Womenlines takes pleasure to welcome Prof K. K. Varma, author of ‘Life and Times of Unborn Kamla’, which is an intriguing book addressing issues of diminishing girls due to female feticide and infanticide in India. The book is certainly a must-read as it can make people introspect to find some solution and attract the attention of right authorities and associations who can put collective efforts to solve this problem. Please visit the links mentioned below to place your order for the book. In the interview read and listen to Prof Varma why he was so much moved to write a book on such a crucial topic-
Beginning his career with a teaching stint at IIT Kharagpur, Professor K. K. Varma has spent long years in social sectors. His professional expertise relates to Social and Policy research; Gender Issues and women’s empowerment, Reproductive & Sexual Health; Project development and management.
Professor Varma has handled various responsibilities in different capacities; working with Government of India, UN agency, a few international organizations. He is currently associated with women-children centric NGO- Aarohan– based in Delhi. Besides, he has been associated, from time to time, with many esteemed Apex institutions in India like CII, ASSOCHAM; and academic institutions such as Amity University, IIFT; to name a few.
1) Please share about yourself and about the interesting book which you have written.
Well. I have been working in the social sector on women and children issues for more than thirty-five years. I have been an Alumnus and member of faculty (IIT-Kharagpur, India); having worked with an academic institution, Private Company, the government of India, national and international charities and the United Nations.
Presently I am working as a Consultant/ Technical Advisor to Aarohan–NGO based in Delhi. Also, receive invites to deliver lectures in plenary sessions at conferences. I am also an Author. The book is based on my long professional experience in the development sector on women and children’s issues.
2) Why did you choose to write on this topic? Any particular reason for it?
Human sufferings have always hurt me deeply even when I have not been in any position to do anything to alleviate it. Growing up as a development professional -the issue of human rights violations touched me deeply-often shaking my conscience and emotions. Such feelings increasingly got imbibed over the long years of working in social and developmental sectors particularly on women-centric issues.
What has been most unfortunate, reports about the low status of women in Indian society, gender-based differentiation; atrocities and crimes, physical and sexual assault; and unabashed practice of aborting female fetus has kept appearing in various media from time to time with religious regularity… but these have simply failed to evoke any desired response from appropriate quarters.
The first-hand exposure to such social maladies could be made possible during my visit (as part of official responsibilities) to community projects (donor-funded) across the length and breadth of the country. Meeting, interacting with project communities mainly women opened a sort of Pandora Box!
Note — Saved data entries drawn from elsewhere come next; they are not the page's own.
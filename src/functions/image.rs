//! Image layout helpers. Images are `(height, width)` or
//! `(height, width, channels)` tensors unless stated otherwise.

use super::ArgReader;
use crate::types::{Kwargs, Tensor, Value};
use anyhow::{bail, ensure};

/// Centre the image in a `target_shape` array filled with `fill_value`.
pub fn padding_2d(args: &[Value], kwargs: &Kwargs) -> anyhow::Result<Value> {
    let reader = ArgReader::new("padding_2d", args, kwargs);
    let data = reader.tensor(0, "data")?;
    let [target_h, target_w] = reader.pair(1, "target_shape")?;
    let fill_value = reader.f64_or(2, "fill_value", 1.0)?;

    let shape = data.shape();
    let (h, w, channels) = match *shape {
        [h, w] => (h, w, None),
        [h, w, c] => (h, w, Some(c)),
        _ => bail!("Input data must be 2D or 3D array"),
    };
    ensure!(
        h <= target_h && w <= target_w,
        "Data shape must be smaller than target shape to add padding, \
         target : {:?} ; data shape : {:?}",
        [target_h, target_w],
        shape
    );

    let top = (target_h - h) / 2;
    let left = (target_w - w) / 2;
    let out = match channels {
        None => {
            let mut out = Tensor::full(vec![target_h, target_w], fill_value);
            for r in 0..h {
                for c in 0..w {
                    out.set(&[top + r, left + c], data.get(&[r, c]));
                }
            }
            out
        }
        Some(depth) => {
            let mut out = Tensor::full(vec![target_h, target_w, depth], fill_value);
            for r in 0..h {
                for c in 0..w {
                    for k in 0..depth {
                        out.set(&[top + r, left + c, k], data.get(&[r, c, k]));
                    }
                }
            }
            out
        }
    };
    Ok(Value::Tensor(out))
}

/// Convert to `channel_number_target` channels.
///
/// Grayscale images (2-D or single channel) are repeated on every channel.
/// Images with too few channels get the missing ones set to `fill_value`,
/// images with too many are truncated.
pub fn image_to_channel_num(args: &[Value], kwargs: &Kwargs) -> anyhow::Result<Value> {
    let reader = ArgReader::new("image_to_channel_num", args, kwargs);
    let image = reader.tensor(0, "image")?;
    let target = reader.usize_or(1, "channel_number_target", Some(3))?;
    let fill_value = reader.f64_or(2, "fill_value", 0.0)?;

    let (h, w, channels) = match *image.shape() {
        [h, w] => (h, w, 1),
        [h, w, c] => (h, w, c),
        _ => bail!("image must be a 2D or 3D array, got shape {:?}", image.shape()),
    };
    let grayscale = image.ndim() == 2 || channels == 1;

    let mut out = Tensor::full(vec![h, w, target], fill_value);
    for r in 0..h {
        for c in 0..w {
            for k in 0..target {
                let source = if grayscale {
                    Some(image.data()[(r * w + c) * channels])
                } else if k < channels {
                    Some(image.get(&[r, c, k]))
                } else {
                    None
                };
                if let Some(v) = source {
                    out.set(&[r, c, k], v);
                }
            }
        }
    }
    Ok(Value::Tensor(out))
}

/// Permute the axes of a 3-D tensor: output axis `i` is input axis `axes[i]`.
fn transpose3(data: &Tensor, axes: [usize; 3]) -> Tensor {
    let shape = data.shape();
    let out_shape = vec![shape[axes[0]], shape[axes[1]], shape[axes[2]]];
    let mut out = Tensor::zeros(out_shape.clone());
    for i in 0..out_shape[0] {
        for j in 0..out_shape[1] {
            for k in 0..out_shape[2] {
                let mut src = [0usize; 3];
                src[axes[0]] = i;
                src[axes[1]] = j;
                src[axes[2]] = k;
                out.set(&[i, j, k], data.get(&src));
            }
        }
    }
    out
}

fn three_d<'a>(function: &'static str, args: &'a [Value], kwargs: &'a Kwargs) -> anyhow::Result<&'a Tensor> {
    let data = ArgReader::new(function, args, kwargs).tensor(0, "data")?;
    ensure!(data.ndim() == 3, "input data must be dim 3");
    Ok(data)
}

pub fn image_hwc_to_chw(args: &[Value], kwargs: &Kwargs) -> anyhow::Result<Value> {
    let data = three_d("image_hwc_to_chw", args, kwargs)?;
    Ok(Value::Tensor(transpose3(data, [2, 0, 1])))
}

pub fn image_chw_to_hwc(args: &[Value], kwargs: &Kwargs) -> anyhow::Result<Value> {
    let data = three_d("image_chw_to_hwc", args, kwargs)?;
    Ok(Value::Tensor(transpose3(data, [1, 2, 0])))
}
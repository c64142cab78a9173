use super::compiled_plan::{ExecutionPlan, PlanStats};
use super::graph::Graph;
use super::id::NodeId;

/// Compiles the ancestors of a set of outputs into an execution plan
pub struct PlanCompiler;

impl PlanCompiler {
    /// Compile the execution order for `outputs`.
    ///
    /// Depth-first post-order from a synthetic sink whose parents are the
    /// outputs: parents are visited in order before their child, every node
    /// is emitted once, and only ancestors of the outputs are kept. The sink
    /// itself is never emitted.
    ///
    /// All handles must belong to `graph`.
    pub fn compile(graph: &Graph, inputs: &[NodeId], outputs: &[NodeId]) -> ExecutionPlan {
        let start_time = std::time::Instant::now();
        let nodes = graph.nodes();

        let order = Self::post_order(graph, outputs);

        let mut planned = vec![false; nodes.len()];
        for id in &order {
            planned[id.index()] = true;
        }

        let unreachable_inputs: Vec<NodeId> = inputs
            .iter()
            .filter(|id| !planned[id.index()])
            .copied()
            .collect();

        let inert_nodes: Vec<NodeId> = order
            .iter()
            .filter(|id| nodes[id.index()].is_inert())
            .copied()
            .collect();

        let stats = PlanStats {
            total_nodes: nodes.len(),
            planned_nodes: order.len(),
            input_nodes: order
                .iter()
                .filter(|id| nodes[id.index()].is_input())
                .count(),
            inert_nodes: inert_nodes.len(),
            compile_time_us: start_time.elapsed().as_micros() as u64,
        };

        ExecutionPlan {
            order,
            stats,
            unreachable_inputs,
            inert_nodes,
        }
    }

    /// Iterative depth-first post-order over parent links
    fn post_order(graph: &Graph, outputs: &[NodeId]) -> Vec<NodeId> {
        let nodes = graph.nodes();
        let mut visited = vec![false; nodes.len()];
        let mut order = Vec::new();
        // (node, index of the next parent to visit)
        let mut stack: Vec<(NodeId, usize)> = Vec::new();

        for &output in outputs {
            if visited[output.index()] {
                continue;
            }
            visited[output.index()] = true;
            stack.push((output, 0));

            while let Some(&(node, next)) = stack.last() {
                let parents = &nodes[node.index()].parents;
                if let Some(&parent) = parents.get(next) {
                    if let Some(top) = stack.last_mut() {
                        top.1 += 1;
                    }
                    if !visited[parent.index()] {
                        visited[parent.index()] = true;
                        stack.push((parent, 0));
                    }
                } else {
                    stack.pop();
                    order.push(node);
                }
            }
        }

        order
    }
}

#[cfg(test)]
mod tests {
    use super::*;
    use crate::pipeline::node::NodeOp;
    use crate::types::ItemKey;
    use proptest::prelude::*;

    fn item() -> Option<NodeOp> {
        Some(NodeOp::GetItem(ItemKey::Index(0)))
    }

    #[test]
    fn test_compile_linear() {
        // a -> b -> c
        let mut graph = Graph::new();
        let a = graph.input_node("a");
        let b = graph.add_node(item(), vec![a], None).unwrap();
        let c = graph.add_node(item(), vec![b], None).unwrap();

        let plan = PlanCompiler::compile(&graph, &[a], &[c]);
        assert_eq!(plan.order, vec![a, b, c]);
        assert_eq!(plan.stats.planned_nodes, 3);
        assert_eq!(plan.stats.input_nodes, 1);
        assert!(plan.unreachable_inputs.is_empty());
    }

    #[test]
    fn test_compile_diamond() {
        // a -> b, a -> c, (b, c) -> d
        let mut graph = Graph::new();
        let a = graph.input_node("a");
        let b = graph.add_node(item(), vec![a], None).unwrap();
        let c = graph.add_node(item(), vec![a], None).unwrap();
        let d = graph.add_node(item(), vec![b, c], None).unwrap();

        let plan = PlanCompiler::compile(&graph, &[a], &[d]);
        assert_eq!(plan.order, vec![a, b, c, d]);
    }

    #[test]
    fn test_compile_skips_unrelated_nodes() {
        let mut graph = Graph::new();
        let a = graph.input_node("a");
        let unused = graph.input_node("unused");
        let side = graph.add_node(item(), vec![unused], None).unwrap();
        let out = graph.add_node(item(), vec![a], None).unwrap();

        let plan = PlanCompiler::compile(&graph, &[a, unused], &[out]);
        assert_eq!(plan.order, vec![a, out]);
        assert_eq!(plan.unreachable_inputs, vec![unused]);
        assert_eq!(plan.stats.total_nodes, 4);
        assert!(plan.position(side).is_none());
    }

    #[test]
    fn test_compile_shared_output_and_intermediate() {
        // out1 is also a parent of out2
        let mut graph = Graph::new();
        let a = graph.input_node("a");
        let out1 = graph.add_node(item(), vec![a], None).unwrap();
        let out2 = graph.add_node(item(), vec![out1, a], None).unwrap();

        let plan = PlanCompiler::compile(&graph, &[a], &[out2, out1]);
        assert_eq!(plan.order, vec![a, out1, out2]);
    }

    #[test]
    fn test_compile_reports_inert_nodes() {
        let mut graph = Graph::new();
        let a = graph.input_node("a");
        let passthrough = graph.add_node(None, vec![a], None).unwrap();

        let plan = PlanCompiler::compile(&graph, &[a], &[passthrough]);
        assert_eq!(plan.inert_nodes, vec![passthrough]);
        assert_eq!(plan.stats.inert_nodes, 1);
    }

    /// Random DAG: node `i` takes parents from nodes `< i`.
    fn build_random_graph(parent_picks: &[Vec<usize>]) -> Graph {
        let mut graph = Graph::new();
        for (i, picks) in parent_picks.iter().enumerate() {
            if i == 0 || picks.is_empty() {
                graph.input_node(&i.to_string());
                continue;
            }
            let parents = picks.iter().map(|p| NodeId((p % i) as u32)).collect();
            graph.add_node(item(), parents, None).unwrap();
        }
        graph
    }

    proptest! {
        #[test]
        fn prop_plan_is_topological_and_unique(
            parent_picks in prop::collection::vec(prop::collection::vec(0usize..64, 0..4), 1..40),
            output_picks in prop::collection::vec(0usize..64, 1..4),
        ) {
            let graph = build_random_graph(&parent_picks);
            let outputs: Vec<NodeId> = output_picks
                .iter()
                .map(|p| NodeId((p % graph.len()) as u32))
                .collect();

            let plan = PlanCompiler::compile(&graph, &[], &outputs);

            let mut seen = std::collections::HashSet::new();
            for id in &plan.order {
                prop_assert!(seen.insert(*id), "duplicate {:?}", id);
            }
            for (pos, id) in plan.order.iter().enumerate() {
                for parent in graph.parents(*id).unwrap() {
                    let parent_pos = plan.position(*parent);
                    prop_assert!(parent_pos.is_some_and(|p| p < pos));
                }
            }
            for output in &outputs {
                prop_assert!(plan.position(*output).is_some());
            }
        }
    }
}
Strangulating female fetus –an act of denying someone the intrinsic right “to be born” not only defy all limits of barbarism, human sensitivity and civility…but also inflicts deep wounds – a permanent scar on a woman’s mind- could be known only while working in outreach with the community during which I was confronted with its resultant repercussions and deeper scars.
Such exposure shook me no end! One basic question which troubled me and also most of us, I presume: “How can anyone deny the basic human rights to the newborn?” How can fathers implanting the seed of a child into the woman’s womb kill if the fetus germinating in his wife’s womb is female?
Seen in this context, the book may be considered as an expression of mental anguish, a strong resolve to voice concerns, raise the issue in public domain, little realizing that the book may/is possibly is the very first comprehensive documentation on the problem of vanishing girls consequent to female feticide!
3) Who is Kamla (the protagonist of the book) and how she impacted you?
Well “Kamla” is a symbolic name! It symbolizes Girl! This name is most common across all socio-economic strata of the society- ranging from one living in rural India to urban slums, to late Smt. Kamla Naidu, as is the case of female fetus abortions!
4) For any problem, there has to be a solution. According to you, what solutions can you suggest for this big problem?
To my mind, two aspects are critical and must be taken up with all the seriousness.
These are- introducing a comprehensive course on India’s civilizations, culture, ethics and moral education at the primary level of schooling so that there are everlasting impressions on the impressionable mind of the children who grow up into adults with right values and balanced, unprejudiced mindset; and a strong programmatic approach which lays adequate emphasis on “converting perceived liabilities into lucrative economic assets!”
5) Which is your favourite book and any plans to write a new book in the coming future?
Well, you may laugh, but there are quite a few books among my favourites; such as “Tiger’s Tale” (by Late Mansoor Ali Khan of Pataudi, the former Captain of India Cricket Team); 20 Minutes at Entebbe ( on the famous incident of rescuing passengers aboard Israeli Airlines from Entebbe airport, Uganda); presently “ Romancing with Life”(an autobiography of Late Mr Dev Anand, the Indian film star).
I am planning a book on Transgender!